Guns and alcohol don’t mix. Back in 1967 at the Marble Mountain Marine Corps helicopter base near Da Nang, Vietnam, we pilots were armed nearly everywhere we went — at the chow hall, in the ready room, sometimes even sitting on the latrines.

The only place we didn’t carry personal weapons was in the officers’ club, where they were prohibited by the base commanding officer. Why? Because the colonel, like any levelheaded adult, knew that alcohol impaired judgment and self-control.

Arnold R.
Pensacola, Fla.

To the Editor:

Restaurants and bars have the right to prohibit guns in their establishments, and many do. So if a person feels uncomfortable in a restaurant where carrying is permitted, he or she doesn’t have to go there.

Only men are quoted in your recent piece, leaving out the approximately 15 to 20 million women who own guns, some of whom legally carry concealed handguns because they feel unsafe.

In my years teaching women to shoot handguns, I heard stories of women accosted and raped after leaving a bar or a restaurant. If these women had had a gun, they could have deterred their attackers.

Some antigun people think that if more women carry concealed guns, they are more at risk. But a gun represents a greater change in a woman’s ability to defend herself than it does for a man.

Most women do not have the strength or the fighting skills to fend off an attacker. The gun levels the field.

But I feel strongly that both women and men who choose to legally carry concealed weapons need to be trained by professional instructors.

Paxton Q.
New York

 

To the Editor:

I’d like to see a law requiring any bar or restaurant that allows patrons to carry concealed loaded weapons on its premises to post a warning on its door.
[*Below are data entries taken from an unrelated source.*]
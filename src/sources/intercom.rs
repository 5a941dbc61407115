use std::{
    collections::HashMap,
    marker::PhantomData,
    sync::{Arc, Mutex},
    time::SystemTime,
};

use tokio::sync::broadcast;
use tracing::{debug, error};

use crate::{
    dbr::{ConvertError, Dbr, DbrBasicType, DbrValue, IntoDbrBasicType, Status},
    sources::{MonitorFeed, Request, SourceError, SubscriptionSource, Update},
    utils::get_default_monitor_capacity,
};

#[derive(Debug)]
struct PV {
    name: String,
    /// The type values are stored as, whatever they are written as
    native_type: DbrBasicType,
    /// The current value, or None whilst disconnected
    value: Option<DbrValue>,
    status: Status,
    /// The last time this value was written
    timestamp: SystemTime,
    /// Channel to send updates to any interested monitors
    sender: broadcast::Sender<Update>,
}

impl PV {
    fn new(name: &str, native_type: DbrBasicType, capacity: usize) -> Self {
        PV {
            name: name.to_owned(),
            native_type,
            value: None,
            status: Status::default(),
            timestamp: SystemTime::now(),
            sender: broadcast::Sender::new(capacity),
        }
    }

    fn load(&self) -> Update {
        self.value.clone().map(|value| Dbr::Time {
            status: self.status,
            timestamp: self.timestamp,
            value,
        })
    }

    fn publish(&self) {
        // Nobody listening is not an error
        let _ = self.sender.send(self.load());
    }

    fn store(&mut self, value: &DbrValue) -> Result<(), ConvertError> {
        self.value = Some(value.convert_to(self.native_type)?);
        self.timestamp = SystemTime::now();
        self.publish();
        Ok(())
    }

    /// Store a value written by a client of the source
    ///
    /// Clients often write numbers as strings, so these are parsed to the native type
    fn store_from_client(&mut self, value: &DbrValue) -> Result<(), SourceError> {
        let value = if value.get_type() == DbrBasicType::String {
            value
                .parse_into(self.native_type)
                .map_err(|_| SourceError::InvalidValue(value.to_string()))?
        } else {
            value.clone()
        };
        Ok(self.store(&value)?)
    }

    fn disconnect(&mut self) {
        if self.value.take().is_some() {
            debug!("Intercom: {} disconnected", self.name);
            self.publish();
        }
    }

    fn set_alarm(&mut self, status: Status) {
        self.status = status;
        if self.value.is_some() {
            self.publish();
        }
    }
}

/// Typed handle to drive a single PV served by an [`IntercomSource`]
#[derive(Clone, Debug)]
pub struct Intercom<T>
where
    T: TryFrom<DbrValue>,
    DbrValue: From<T>,
{
    pv: Arc<Mutex<PV>>,
    _marker: PhantomData<T>,
}

impl<T> Intercom<T>
where
    T: TryFrom<DbrValue>,
    DbrValue: From<T>,
{
    fn new(pv: Arc<Mutex<PV>>) -> Self {
        Self {
            pv,
            _marker: PhantomData,
        }
    }

    pub fn name(&self) -> String {
        self.pv.lock().unwrap().name.clone()
    }

    /// The current value, or None if disconnected
    pub fn load(&self) -> Option<T> {
        let value = self.pv.lock().unwrap().value.clone()?;
        value.try_into().ok()
    }

    /// Set a new value, (re)connecting the PV if needed
    pub fn store(&self, value: T) {
        self.pv
            .lock()
            .unwrap()
            .store(&value.into())
            .expect("Native type of an Intercom always matches T");
    }

    /// Drop the value, so that monitors see a disconnection and reads fail
    pub fn disconnect(&self) {
        self.pv.lock().unwrap().disconnect();
    }

    /// Change the alarm status attached to the value
    pub fn set_alarm(&self, status: Status) {
        self.pv.lock().unwrap().set_alarm(status);
    }
}

#[derive(Debug)]
pub struct PVAlreadyExists;

/// Serves PVs held in-process.
///
/// Values are driven through [`Intercom`] handles, and seen by anything using the
/// source through the [`SubscriptionSource`] interface. Clones share the same PVs.
#[derive(Clone)]
pub struct IntercomSource {
    pvs: Arc<Mutex<HashMap<String, Arc<Mutex<PV>>>>>,
    capacity: usize,
}

impl Default for IntercomSource {
    fn default() -> Self {
        IntercomSource {
            pvs: Default::default(),
            capacity: get_default_monitor_capacity(),
        }
    }
}

impl IntercomSource {
    pub fn new() -> IntercomSource {
        IntercomSource::default()
    }

    /// Use a specific depth for the update queue of each PV
    pub fn with_capacity(capacity: usize) -> IntercomSource {
        IntercomSource {
            capacity: capacity.max(1),
            ..Default::default()
        }
    }

    fn register_pv(&self, pv: PV) -> Result<Arc<Mutex<PV>>, PVAlreadyExists> {
        let mut pvmap = self.pvs.lock().unwrap();
        if pvmap.contains_key(&pv.name) {
            return Err(PVAlreadyExists);
        }
        let name = pv.name.clone();
        let pv = Arc::new(Mutex::new(pv));
        pvmap.insert(name, pv.clone());
        Ok(pv)
    }

    /// Add a new PV, connected with an initial value
    pub fn add_pv<T>(&self, name: &str, initial_value: T) -> Result<Intercom<T>, PVAlreadyExists>
    where
        T: TryFrom<DbrValue>,
        DbrValue: From<T>,
    {
        let value = DbrValue::from(initial_value);
        let mut pv = PV::new(name, value.get_type(), self.capacity);
        pv.value = Some(value);
        Ok(Intercom::new(self.register_pv(pv)?))
    }

    /// Add a new PV that exists, but has no value until first stored
    pub fn add_unconnected_pv<T>(&self, name: &str) -> Result<Intercom<T>, PVAlreadyExists>
    where
        T: TryFrom<DbrValue> + IntoDbrBasicType,
        DbrValue: From<T>,
    {
        let pv = PV::new(name, T::get_dbr_basic_type(), self.capacity);
        Ok(Intercom::new(self.register_pv(pv)?))
    }

    /// How many monitors are currently attached to a PV
    pub fn subscriber_count(&self, name: &str) -> usize {
        self.pvs
            .lock()
            .unwrap()
            .get(name)
            .map(|pv| pv.lock().unwrap().sender.receiver_count())
            .unwrap_or(0)
    }

    fn get_pv(&self, name: &str) -> Result<Arc<Mutex<PV>>, SourceError> {
        self.pvs
            .lock()
            .unwrap()
            .get(name)
            .cloned()
            .ok_or_else(|| SourceError::NotFound(name.to_owned()))
    }
}

impl SubscriptionSource for IntercomSource {
    async fn subscribe(&self, name: &str, request: Request) -> Result<MonitorFeed, SourceError> {
        let pv = self.get_pv(name)?;
        let pv = pv.lock().unwrap();
        debug!("Intercom: New monitor on {name}");
        // Unconnected PVs have nothing to report until they first get a value
        let initial = pv.value.is_some().then(|| pv.load());
        Ok(MonitorFeed::new(name, request, initial, pv.sender.subscribe()))
    }

    async fn read(&self, name: &str, request: Request) -> Result<Dbr, SourceError> {
        let current = self.get_pv(name)?.lock().unwrap().load();
        let dbr = current.ok_or_else(|| SourceError::Disconnected(name.to_owned()))?;
        Ok(request.apply(&dbr)?)
    }

    async fn write(&self, name: &str, value: DbrValue) -> Result<(), SourceError> {
        let pv = self.get_pv(name)?;
        let mut pv = pv.lock().unwrap();
        debug!("Intercom: Processing write to {name}: {value:?}");
        pv.store_from_client(&value).inspect_err(|e| error!("    Error: {e}"))
    }
}
//! A single-slot signal that tasks can wait on.
//!
//! An [`Event`] holds at most one value. [`Event::signal`] stores a value and wakes
//! every task currently waiting; the value stays in the slot so that later waits
//! return immediately, until [`Event::reset`] empties it again.

use std::{sync::Mutex, time::Duration};

use thiserror::Error;
use tokio::{sync::Notify, time::Instant};

/// How long a wait may last before giving up
#[derive(Debug, Default, Clone, Copy, PartialEq, Eq)]
pub enum Timeout {
    /// Wait forever
    #[default]
    Never,
    /// Wait for a duration counted from the start of the wait
    After(Duration),
    /// Wait until a fixed point in time
    At(Instant),
}

impl Timeout {
    /// The absolute deadline this represents, if any, relative to now
    pub fn deadline(self) -> Option<Instant> {
        match self {
            Timeout::Never => None,
            Timeout::After(duration) => Some(Instant::now() + duration),
            Timeout::At(instant) => Some(instant),
        }
    }
}

impl From<Duration> for Timeout {
    fn from(value: Duration) -> Self {
        Timeout::After(value)
    }
}

impl From<Instant> for Timeout {
    fn from(value: Instant) -> Self {
        Timeout::At(value)
    }
}

impl From<Option<Duration>> for Timeout {
    fn from(value: Option<Duration>) -> Self {
        value.map(Timeout::After).unwrap_or(Timeout::Never)
    }
}

#[derive(Debug, Error, Clone, Copy, PartialEq, Eq)]
#[error("Timed out waiting for event")]
pub struct WaitTimeout;

/// Single-slot wait/notify primitive
#[derive(Debug)]
pub struct Event<T> {
    slot: Mutex<Option<T>>,
    notify: Notify,
}

impl<T> Default for Event<T> {
    fn default() -> Self {
        Event {
            slot: Mutex::new(None),
            notify: Notify::new(),
        }
    }
}

impl<T: Clone> Event<T> {
    pub fn new() -> Self {
        Self::default()
    }

    /// Store a value and wake everything currently waiting
    pub fn signal(&self, value: T) {
        *self.slot.lock().unwrap() = Some(value);
        self.notify.notify_waiters();
    }

    /// Empty the slot, so that the next wait blocks until a new signal
    pub fn reset(&self) {
        *self.slot.lock().unwrap() = None;
    }

    pub fn is_set(&self) -> bool {
        self.slot.lock().unwrap().is_some()
    }

    /// Wait until the event holds a value, and return a copy of it.
    ///
    /// If a value is already present this returns immediately, even with a zero
    /// timeout.
    pub async fn wait(&self, timeout: impl Into<Timeout>) -> Result<T, WaitTimeout> {
        let deadline = timeout.into().deadline();
        let wait = async {
            loop {
                // Register interest before checking, so a signal between the check
                // and the await is not lost
                let notified = self.notify.notified();
                tokio::pin!(notified);
                notified.as_mut().enable();
                let current = self.slot.lock().unwrap().clone();
                if let Some(value) = current {
                    return value;
                }
                notified.await;
            }
        };
        match deadline {
            None => Ok(wait.await),
            Some(deadline) => tokio::time::timeout_at(deadline, wait)
                .await
                .map_err(|_| WaitTimeout),
        }
    }
}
I would not go to such a place, and I think others might like that option as well. Cigarette packages carry warnings of their danger; why not bars with guns?

Elise K.
San Francisco

To the Editor:

Even in the days of the Wild West, it was unambiguous saloon policy in several towns to check the guns at the door. I recently watched a rerun of “Gunsmoke” in which Marshal Matt Dillon and Miss Kitty, the barkeep, made sure there were no firearms allowed in Dodge City barrooms because they knew from practical experience that guns and alcohol just didn’t mix.

Of course, they didn’t have the National Rifle Association back then stirring up trouble by demanding that Second Amendment rights be extended to drunken, out-of-control customers in a bar.

Dan G.
Merrick, N.Y.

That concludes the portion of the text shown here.